Herzog. Levinson. Mary Harron. A Salvador Dali biopic. A VR experience. It is not a tidy resume, and that is rather the point. "Getting to work for my father and learn from him was the greatest privilege and opportunity," he said. The privilege came with a standard: Ed Pressman believed his job "was to be the ally and the champion of the filmmaker." Sam now repeats it almost word for word - to be "a ferocious ally and champion of the filmmaker and the storyteller."

He didn't have to say a lot. I could feel it in the slightest curl of his smile or the gesture of his hands.
// Sam on his father, in The Hollywood Reporter
The Inheritance

A library most studios would kill for

Edward R. Pressman founded the company in 1969 and spent five decades backing films that were too strange, too daring, or too early for the majors. American Psycho. Wall Street. Badlands. The Crow. More than 100 pictures, and a long list of careers he helped launch. When Ed died on January 17, 2023, with family and company gathered around him, the catalog and the question both passed to Sam: how do you honor a legacy without embalming it?

His answer was to keep the creed and change the machinery. He held on to his father's motto - "every film is a miracle" - and went looking for new ways to make the miracles happen. The first big test arrived fast. Rupert Sanders' reboot of The Crow, a property Sam guards fiercely.

The movie is just going to blow people away. It's such a unique property - it's not a Marvel film, it's kind of an anti-Marvel film.

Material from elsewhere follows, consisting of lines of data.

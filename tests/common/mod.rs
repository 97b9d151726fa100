//! In-memory mock transport shared by the integration suites.
//!
//! Models the behaviors the protocol has to survive: an asynchronously
//! built search index that can lag behind sends, keyword search that
//! matches substrings (so parent IDs collide as prefixes), unordered
//! newest-anchored result pages, an edit-time window, and individually
//! failing requests.

#![allow(dead_code)]

use std::collections::HashSet;
use std::sync::{Arc, Mutex};

use async_trait::async_trait;
use forumgram::{Connect, ForumError, MediaRef, Message, Peer, Result, SearchPage, Transport};

const BASE_EPOCH: i64 = 1_700_000_000;

struct State {
    messages: Vec<Message>,
    indexed: HashSet<i64>,
    indexing_enabled: bool,
    next_id: i64,
    now: i64,
    edit_window_secs: i64,
    sender_user_id: Option<i64>,
    fail_sends: usize,
    fail_searches: usize,
    fail_history: usize,
    search_calls: usize,
    history_calls: usize,
}

/// Clonable handle over shared mock state; the test keeps one clone for
/// control and inspection while the client connects through another.
#[derive(Clone)]
pub struct MockTransport {
    state: Arc<Mutex<State>>,
}

impl Default for MockTransport {
    fn default() -> Self {
        Self::new()
    }
}

impl MockTransport {
    pub fn new() -> Self {
        Self {
            state: Arc::new(Mutex::new(State {
                messages: Vec::new(),
                indexed: HashSet::new(),
                indexing_enabled: true,
                next_id: 1,
                now: BASE_EPOCH,
                edit_window_secs: i64::MAX,
                sender_user_id: Some(777),
                fail_sends: 0,
                fail_searches: 0,
                fail_history: 0,
                search_calls: 0,
                history_calls: 0,
            })),
        }
    }

    // -------------------------------------------------------------------------
    // Test controls
    // -------------------------------------------------------------------------

    /// When disabled, newly stored messages stay out of the search index
    /// (visible only to history) until `index_all` runs.
    pub fn set_indexing(&self, enabled: bool) {
        self.state.lock().unwrap().indexing_enabled = enabled;
    }

    /// Adds every stored message to the search index.
    pub fn index_all(&self) {
        let mut state = self.state.lock().unwrap();
        let ids: Vec<i64> = state.messages.iter().map(|m| m.id).collect();
        state.indexed.extend(ids);
    }

    pub fn set_edit_window_secs(&self, secs: i64) {
        self.state.lock().unwrap().edit_window_secs = secs;
    }

    pub fn advance_time(&self, secs: i64) {
        self.state.lock().unwrap().now += secs;
    }

    pub fn fail_next_sends(&self, count: usize) {
        self.state.lock().unwrap().fail_sends = count;
    }

    pub fn fail_next_searches(&self, count: usize) {
        self.state.lock().unwrap().fail_searches = count;
    }

    pub fn fail_next_history(&self, count: usize) {
        self.state.lock().unwrap().fail_history = count;
    }

    /// Stores a plain chat message directly (noise traffic).
    pub fn insert_chat_message(&self, text: &str) -> i64 {
        self.store(text.to_string(), None, None)
    }

    /// Stores a media message belonging to an album group.
    pub fn insert_media_message(&self, grouped_id: &str) -> i64 {
        self.store(
            String::new(),
            Some(MediaRef(serde_json::json!({"kind": "photo"}))),
            Some(grouped_id.to_string()),
        )
    }

    // -------------------------------------------------------------------------
    // Inspection
    // -------------------------------------------------------------------------

    pub fn contains_message(&self, message_id: i64) -> bool {
        self.state
            .lock()
            .unwrap()
            .messages
            .iter()
            .any(|m| m.id == message_id)
    }

    pub fn message_text(&self, message_id: i64) -> Option<String> {
        self.state
            .lock()
            .unwrap()
            .messages
            .iter()
            .find(|m| m.id == message_id)
            .map(|m| m.text.clone())
    }

    pub fn message_count(&self) -> usize {
        self.state.lock().unwrap().messages.len()
    }

    pub fn search_calls(&self) -> usize {
        self.state.lock().unwrap().search_calls
    }

    pub fn history_calls(&self) -> usize {
        self.state.lock().unwrap().history_calls
    }

    fn store(&self, text: String, media: Option<MediaRef>, grouped_id: Option<String>) -> i64 {
        let mut state = self.state.lock().unwrap();
        state.now += 1;
        let id = state.next_id;
        state.next_id += 1;
        let message = Message {
            id,
            text,
            from_user_id: state.sender_user_id,
            date: state.now,
            media,
            grouped_id,
        };
        state.messages.push(message);
        if state.indexing_enabled {
            state.indexed.insert(id);
        }
        id
    }
}

#[async_trait]
impl Transport for MockTransport {
    async fn send_plain_message(&self, _peer: &Peer, text: &str) -> Result<Message> {
        {
            let mut state = self.state.lock().unwrap();
            if state.fail_sends > 0 {
                state.fail_sends -= 1;
                return Err(ForumError::transport("simulated send failure"));
            }
        }
        let id = self.store(text.to_string(), None, None);
        let state = self.state.lock().unwrap();
        Ok(state
            .messages
            .iter()
            .find(|m| m.id == id)
            .expect("just stored")
            .clone())
    }

    async fn edit_message_text(&self, _peer: &Peer, message_id: i64, new_text: &str) -> Result<()> {
        let mut state = self.state.lock().unwrap();
        let now = state.now;
        let window = state.edit_window_secs;
        let message = state
            .messages
            .iter_mut()
            .find(|m| m.id == message_id)
            .ok_or_else(|| ForumError::transport("no such message"))?;
        if now - message.date > window {
            return Err(ForumError::EditWindowExpired);
        }
        message.text = new_text.to_string();
        Ok(())
    }

    async fn delete_messages(&self, _peer: &Peer, message_ids: &[i64]) -> Result<()> {
        let mut state = self.state.lock().unwrap();
        state.messages.retain(|m| !message_ids.contains(&m.id));
        for id in message_ids {
            state.indexed.remove(id);
        }
        Ok(())
    }

    async fn search_messages(
        &self,
        _peer: &Peer,
        query: &str,
        limit: usize,
        add_offset: usize,
    ) -> Result<SearchPage> {
        let mut state = self.state.lock().unwrap();
        state.search_calls += 1;
        if state.fail_searches > 0 {
            state.fail_searches -= 1;
            return Err(ForumError::transport("simulated search failure"));
        }
        // Keyword search: every term must occur as a substring, exactly the
        // false-positive-prone behavior real servers exhibit.
        let terms: Vec<&str> = query.split_whitespace().collect();
        let mut matching: Vec<Message> = state
            .messages
            .iter()
            .filter(|m| state.indexed.contains(&m.id))
            .filter(|m| terms.iter().all(|term| m.text.contains(term)))
            .cloned()
            .collect();
        matching.sort_by(|a, b| b.id.cmp(&a.id));
        let approx_count = matching.len();
        let messages = matching
            .into_iter()
            .skip(add_offset)
            .take(limit)
            .collect();
        Ok(SearchPage {
            messages,
            approx_count,
        })
    }

    async fn fetch_history(
        &self,
        _peer: &Peer,
        anchor_message_id: i64,
        page_size: usize,
    ) -> Result<Vec<Message>> {
        let mut state = self.state.lock().unwrap();
        state.history_calls += 1;
        if state.fail_history > 0 {
            state.fail_history -= 1;
            return Err(ForumError::transport("simulated history failure"));
        }
        // History sees everything, indexed or not.
        let mut page: Vec<Message> = state
            .messages
            .iter()
            .filter(|m| anchor_message_id == 0 || m.id < anchor_message_id)
            .cloned()
            .collect();
        page.sort_by(|a, b| b.id.cmp(&a.id));
        page.truncate(page_size);
        Ok(page)
    }
}

/// Connector handing the client a clone of the shared mock.
pub struct MockConnector {
    transport: MockTransport,
    fail_connects: Mutex<usize>,
}

impl MockConnector {
    pub fn new(transport: MockTransport) -> Self {
        Self {
            transport,
            fail_connects: Mutex::new(0),
        }
    }

    pub fn failing_first(transport: MockTransport, count: usize) -> Self {
        Self {
            transport,
            fail_connects: Mutex::new(count),
        }
    }
}

#[async_trait]
impl Connect for MockConnector {
    type Transport = MockTransport;

    async fn connect(&self) -> Result<MockTransport> {
        let mut remaining = self.fail_connects.lock().unwrap();
        if *remaining > 0 {
            *remaining -= 1;
            return Err(ForumError::connection("simulated connect failure"));
        }
        Ok(self.transport.clone())
    }
}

To really go to bat for and be a ferocious ally and champion of the filmmaker and the storyteller.

The Long Game

Tradition and the toolbox, side by side

Talk to him long enough and a pattern shows up. He is not interested in choosing between the old craft and the new tools. Vintage film methods and emerging technology, he argues, can sit on the same shelf. He raises money like a founder, talks about community like a platform builder, and quotes his father like a custodian of something sacred. The combination is unusual in a business that tends to pick a lane.

The Pressman name, for what it is worth, was attached to invention long before celluloid. His great-grandmother Lynn ran the Pressman Toy Company in the 1950s - one of the few women running a boardroom in that era. Reinvention, it seems, is a family business older than the film company.

▶ Watch & follow Pressman Film on YouTube: youtube.com/PressmanFilm
The Timeline

Receipts

90s
Childhood spent on his father's sets - Hoffa, The Island of Dr. Moreau.
'09
Works under Ed on Werner Herzog's Bad Lieutenant: Port of Call New Orleans.
'18
Barry Levinson's Paterno - the producing apprenticeship deepens.
'22
Daliland, She Will, and the VR experience Evolver - the range widens.
'23
Ed Pressman dies Jan 17. Sam becomes CEO. Premieres AI short at Tribeca and closes a $2M public raise.
'24
The Crow reboot reaches audiences; Pressman Film pushes into television.
Off The Record

Four things you didn't know

01

His parents, Ed and Annie, met on the set of The Hand and stayed together more than 40 years.

02

On the Dr. Moreau set, his childhood daycare included actors wandering around in full creature costume.

03

His great-grandmother Lynn ran the Pressman Toy Company in the 1950s - a rare woman in the boardroom.

04

He calls The Crow reboot "an anti-Marvel film" - and means it as the highest compliment.